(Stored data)
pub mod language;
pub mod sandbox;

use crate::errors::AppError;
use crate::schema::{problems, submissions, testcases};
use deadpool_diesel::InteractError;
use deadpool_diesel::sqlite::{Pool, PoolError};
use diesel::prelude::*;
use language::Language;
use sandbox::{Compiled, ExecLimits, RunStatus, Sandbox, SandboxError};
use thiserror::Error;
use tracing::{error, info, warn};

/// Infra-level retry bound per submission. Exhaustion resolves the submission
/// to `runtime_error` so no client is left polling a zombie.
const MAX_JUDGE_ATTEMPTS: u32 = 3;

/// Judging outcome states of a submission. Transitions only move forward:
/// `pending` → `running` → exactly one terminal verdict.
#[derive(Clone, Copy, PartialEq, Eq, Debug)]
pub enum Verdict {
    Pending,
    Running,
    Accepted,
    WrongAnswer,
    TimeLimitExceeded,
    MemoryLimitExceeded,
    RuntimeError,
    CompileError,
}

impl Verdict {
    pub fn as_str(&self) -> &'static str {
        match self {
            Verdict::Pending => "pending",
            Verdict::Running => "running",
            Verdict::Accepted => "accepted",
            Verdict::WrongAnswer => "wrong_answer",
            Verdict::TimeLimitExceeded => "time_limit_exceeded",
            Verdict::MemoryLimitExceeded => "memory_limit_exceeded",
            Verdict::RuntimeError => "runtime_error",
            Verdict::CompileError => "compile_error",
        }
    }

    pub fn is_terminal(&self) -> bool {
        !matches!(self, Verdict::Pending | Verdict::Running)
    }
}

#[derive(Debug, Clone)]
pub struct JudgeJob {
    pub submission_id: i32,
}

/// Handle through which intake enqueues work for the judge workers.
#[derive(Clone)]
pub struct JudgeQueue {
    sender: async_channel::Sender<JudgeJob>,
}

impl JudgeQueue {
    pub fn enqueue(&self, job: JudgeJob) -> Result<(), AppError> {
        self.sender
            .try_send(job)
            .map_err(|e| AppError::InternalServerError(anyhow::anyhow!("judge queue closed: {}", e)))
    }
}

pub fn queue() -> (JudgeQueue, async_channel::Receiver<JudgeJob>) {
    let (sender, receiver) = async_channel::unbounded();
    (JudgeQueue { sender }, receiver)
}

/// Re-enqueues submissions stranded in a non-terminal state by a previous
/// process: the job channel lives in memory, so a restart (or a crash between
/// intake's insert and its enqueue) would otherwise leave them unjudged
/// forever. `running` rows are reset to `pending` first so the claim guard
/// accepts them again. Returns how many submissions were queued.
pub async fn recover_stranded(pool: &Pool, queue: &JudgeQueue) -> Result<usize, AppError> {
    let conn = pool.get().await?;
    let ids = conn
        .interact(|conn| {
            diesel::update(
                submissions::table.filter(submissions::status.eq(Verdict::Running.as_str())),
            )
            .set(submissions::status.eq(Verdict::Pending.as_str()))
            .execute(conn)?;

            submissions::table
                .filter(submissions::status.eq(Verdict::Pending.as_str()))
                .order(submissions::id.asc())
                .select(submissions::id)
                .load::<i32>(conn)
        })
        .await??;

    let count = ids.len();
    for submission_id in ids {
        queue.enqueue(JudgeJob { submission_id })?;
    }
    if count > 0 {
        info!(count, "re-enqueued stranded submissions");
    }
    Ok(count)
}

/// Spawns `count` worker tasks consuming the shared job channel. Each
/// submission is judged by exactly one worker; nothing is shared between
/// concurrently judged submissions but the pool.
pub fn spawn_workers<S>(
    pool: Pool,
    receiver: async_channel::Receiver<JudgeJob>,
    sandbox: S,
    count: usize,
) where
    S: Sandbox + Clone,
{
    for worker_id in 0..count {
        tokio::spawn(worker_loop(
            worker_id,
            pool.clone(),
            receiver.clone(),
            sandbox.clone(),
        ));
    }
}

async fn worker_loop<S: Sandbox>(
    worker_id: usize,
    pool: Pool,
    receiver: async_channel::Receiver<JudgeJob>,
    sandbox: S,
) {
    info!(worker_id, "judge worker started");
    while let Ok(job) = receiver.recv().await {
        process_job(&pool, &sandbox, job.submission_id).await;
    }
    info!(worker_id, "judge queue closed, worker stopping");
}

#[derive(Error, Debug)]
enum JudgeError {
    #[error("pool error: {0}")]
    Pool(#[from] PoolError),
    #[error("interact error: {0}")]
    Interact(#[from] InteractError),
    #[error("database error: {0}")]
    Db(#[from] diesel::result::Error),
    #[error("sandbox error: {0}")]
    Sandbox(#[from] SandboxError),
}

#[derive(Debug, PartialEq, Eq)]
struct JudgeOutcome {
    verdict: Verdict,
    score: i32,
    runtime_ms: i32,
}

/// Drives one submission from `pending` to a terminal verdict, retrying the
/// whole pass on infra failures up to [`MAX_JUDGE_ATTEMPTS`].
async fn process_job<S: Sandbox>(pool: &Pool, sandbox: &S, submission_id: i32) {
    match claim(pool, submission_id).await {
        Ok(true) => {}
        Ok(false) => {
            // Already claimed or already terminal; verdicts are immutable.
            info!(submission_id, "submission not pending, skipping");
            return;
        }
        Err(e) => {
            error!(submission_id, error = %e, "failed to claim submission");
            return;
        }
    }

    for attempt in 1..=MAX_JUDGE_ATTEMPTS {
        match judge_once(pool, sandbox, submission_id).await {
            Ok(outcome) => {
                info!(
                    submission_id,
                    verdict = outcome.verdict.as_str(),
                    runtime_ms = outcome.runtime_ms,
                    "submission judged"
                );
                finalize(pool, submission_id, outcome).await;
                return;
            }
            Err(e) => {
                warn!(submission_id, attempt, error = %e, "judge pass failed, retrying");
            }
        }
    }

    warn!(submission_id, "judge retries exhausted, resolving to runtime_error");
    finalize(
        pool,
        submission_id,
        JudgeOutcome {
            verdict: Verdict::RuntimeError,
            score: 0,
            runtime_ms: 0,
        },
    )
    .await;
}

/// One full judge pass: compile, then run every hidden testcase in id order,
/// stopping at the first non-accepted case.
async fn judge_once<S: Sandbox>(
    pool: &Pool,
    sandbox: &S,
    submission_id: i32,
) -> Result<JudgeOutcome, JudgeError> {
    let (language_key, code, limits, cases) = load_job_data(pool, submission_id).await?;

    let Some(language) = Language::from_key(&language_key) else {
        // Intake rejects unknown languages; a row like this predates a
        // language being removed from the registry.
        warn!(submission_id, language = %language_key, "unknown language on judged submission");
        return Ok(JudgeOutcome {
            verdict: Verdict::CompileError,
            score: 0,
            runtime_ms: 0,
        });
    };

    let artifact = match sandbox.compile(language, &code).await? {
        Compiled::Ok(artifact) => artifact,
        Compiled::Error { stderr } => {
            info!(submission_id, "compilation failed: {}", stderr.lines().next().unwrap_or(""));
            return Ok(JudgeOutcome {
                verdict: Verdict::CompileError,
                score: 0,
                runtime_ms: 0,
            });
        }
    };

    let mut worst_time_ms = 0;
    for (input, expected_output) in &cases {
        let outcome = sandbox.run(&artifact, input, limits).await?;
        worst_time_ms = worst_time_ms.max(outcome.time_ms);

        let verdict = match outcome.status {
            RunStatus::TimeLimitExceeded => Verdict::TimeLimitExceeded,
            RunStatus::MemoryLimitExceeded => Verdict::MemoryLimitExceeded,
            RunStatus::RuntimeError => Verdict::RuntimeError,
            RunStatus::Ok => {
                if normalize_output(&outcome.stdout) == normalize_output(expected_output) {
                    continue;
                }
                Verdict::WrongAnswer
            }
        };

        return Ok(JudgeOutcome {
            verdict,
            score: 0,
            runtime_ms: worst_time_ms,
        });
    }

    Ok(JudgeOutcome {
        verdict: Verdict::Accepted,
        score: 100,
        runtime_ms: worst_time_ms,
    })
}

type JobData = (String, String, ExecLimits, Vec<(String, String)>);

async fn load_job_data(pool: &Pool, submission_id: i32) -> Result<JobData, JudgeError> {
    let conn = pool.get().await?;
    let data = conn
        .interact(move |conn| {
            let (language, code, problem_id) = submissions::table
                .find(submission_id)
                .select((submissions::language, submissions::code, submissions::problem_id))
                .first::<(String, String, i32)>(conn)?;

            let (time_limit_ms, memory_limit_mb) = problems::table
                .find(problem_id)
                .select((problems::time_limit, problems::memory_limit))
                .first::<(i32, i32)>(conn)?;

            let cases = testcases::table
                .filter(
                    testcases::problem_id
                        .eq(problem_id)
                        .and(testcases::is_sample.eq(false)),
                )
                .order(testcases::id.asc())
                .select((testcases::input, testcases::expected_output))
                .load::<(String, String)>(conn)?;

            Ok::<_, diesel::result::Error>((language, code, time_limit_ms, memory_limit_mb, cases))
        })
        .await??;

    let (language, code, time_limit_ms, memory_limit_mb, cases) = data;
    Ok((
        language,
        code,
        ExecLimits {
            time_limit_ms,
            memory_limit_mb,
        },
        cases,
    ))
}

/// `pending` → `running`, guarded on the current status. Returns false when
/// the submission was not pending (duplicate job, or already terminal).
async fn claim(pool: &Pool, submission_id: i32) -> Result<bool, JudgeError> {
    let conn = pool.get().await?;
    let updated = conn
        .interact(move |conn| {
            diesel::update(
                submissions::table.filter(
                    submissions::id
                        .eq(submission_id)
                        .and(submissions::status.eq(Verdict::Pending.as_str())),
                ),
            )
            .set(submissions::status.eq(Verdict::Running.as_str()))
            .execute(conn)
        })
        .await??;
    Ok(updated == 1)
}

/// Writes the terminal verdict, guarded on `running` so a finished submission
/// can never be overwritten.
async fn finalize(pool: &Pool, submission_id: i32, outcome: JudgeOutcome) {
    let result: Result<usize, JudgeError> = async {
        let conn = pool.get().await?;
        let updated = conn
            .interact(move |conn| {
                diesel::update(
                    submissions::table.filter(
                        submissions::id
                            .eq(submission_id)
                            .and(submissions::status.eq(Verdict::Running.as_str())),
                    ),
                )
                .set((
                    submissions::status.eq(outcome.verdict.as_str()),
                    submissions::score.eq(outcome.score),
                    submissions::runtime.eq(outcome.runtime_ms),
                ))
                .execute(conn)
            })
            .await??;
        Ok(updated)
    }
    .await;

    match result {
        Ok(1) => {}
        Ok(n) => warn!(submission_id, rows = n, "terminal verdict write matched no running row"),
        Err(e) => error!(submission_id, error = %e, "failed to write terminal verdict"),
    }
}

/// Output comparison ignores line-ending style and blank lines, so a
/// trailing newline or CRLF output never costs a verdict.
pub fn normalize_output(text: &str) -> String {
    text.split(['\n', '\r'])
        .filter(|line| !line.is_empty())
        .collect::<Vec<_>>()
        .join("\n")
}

* * *

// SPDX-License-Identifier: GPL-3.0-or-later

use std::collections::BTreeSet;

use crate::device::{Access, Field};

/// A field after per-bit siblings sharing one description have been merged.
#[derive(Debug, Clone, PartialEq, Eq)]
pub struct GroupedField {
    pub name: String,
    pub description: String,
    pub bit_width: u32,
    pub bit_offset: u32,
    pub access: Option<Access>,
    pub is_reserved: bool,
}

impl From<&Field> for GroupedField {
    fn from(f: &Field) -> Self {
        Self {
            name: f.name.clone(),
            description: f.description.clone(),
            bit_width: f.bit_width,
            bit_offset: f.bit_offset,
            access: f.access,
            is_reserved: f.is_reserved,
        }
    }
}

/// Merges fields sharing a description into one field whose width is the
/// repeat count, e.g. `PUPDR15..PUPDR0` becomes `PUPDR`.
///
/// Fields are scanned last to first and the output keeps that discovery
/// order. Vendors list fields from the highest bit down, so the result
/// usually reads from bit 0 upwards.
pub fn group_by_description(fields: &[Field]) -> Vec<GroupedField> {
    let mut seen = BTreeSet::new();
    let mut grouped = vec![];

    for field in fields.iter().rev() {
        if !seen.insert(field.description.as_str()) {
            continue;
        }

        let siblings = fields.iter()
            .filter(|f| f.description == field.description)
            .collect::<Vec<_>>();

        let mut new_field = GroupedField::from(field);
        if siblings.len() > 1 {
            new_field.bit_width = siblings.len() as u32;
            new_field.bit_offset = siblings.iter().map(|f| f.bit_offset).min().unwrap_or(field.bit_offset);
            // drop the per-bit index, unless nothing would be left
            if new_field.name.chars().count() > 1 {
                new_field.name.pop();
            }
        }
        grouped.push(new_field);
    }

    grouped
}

◆ **Exercise requirements**
Each line carrying the string "InteractError" should be copied out from the entries.

◆ **Result of the exercise**
use deadpool_diesel::InteractError;
    Interact(#[from] InteractError),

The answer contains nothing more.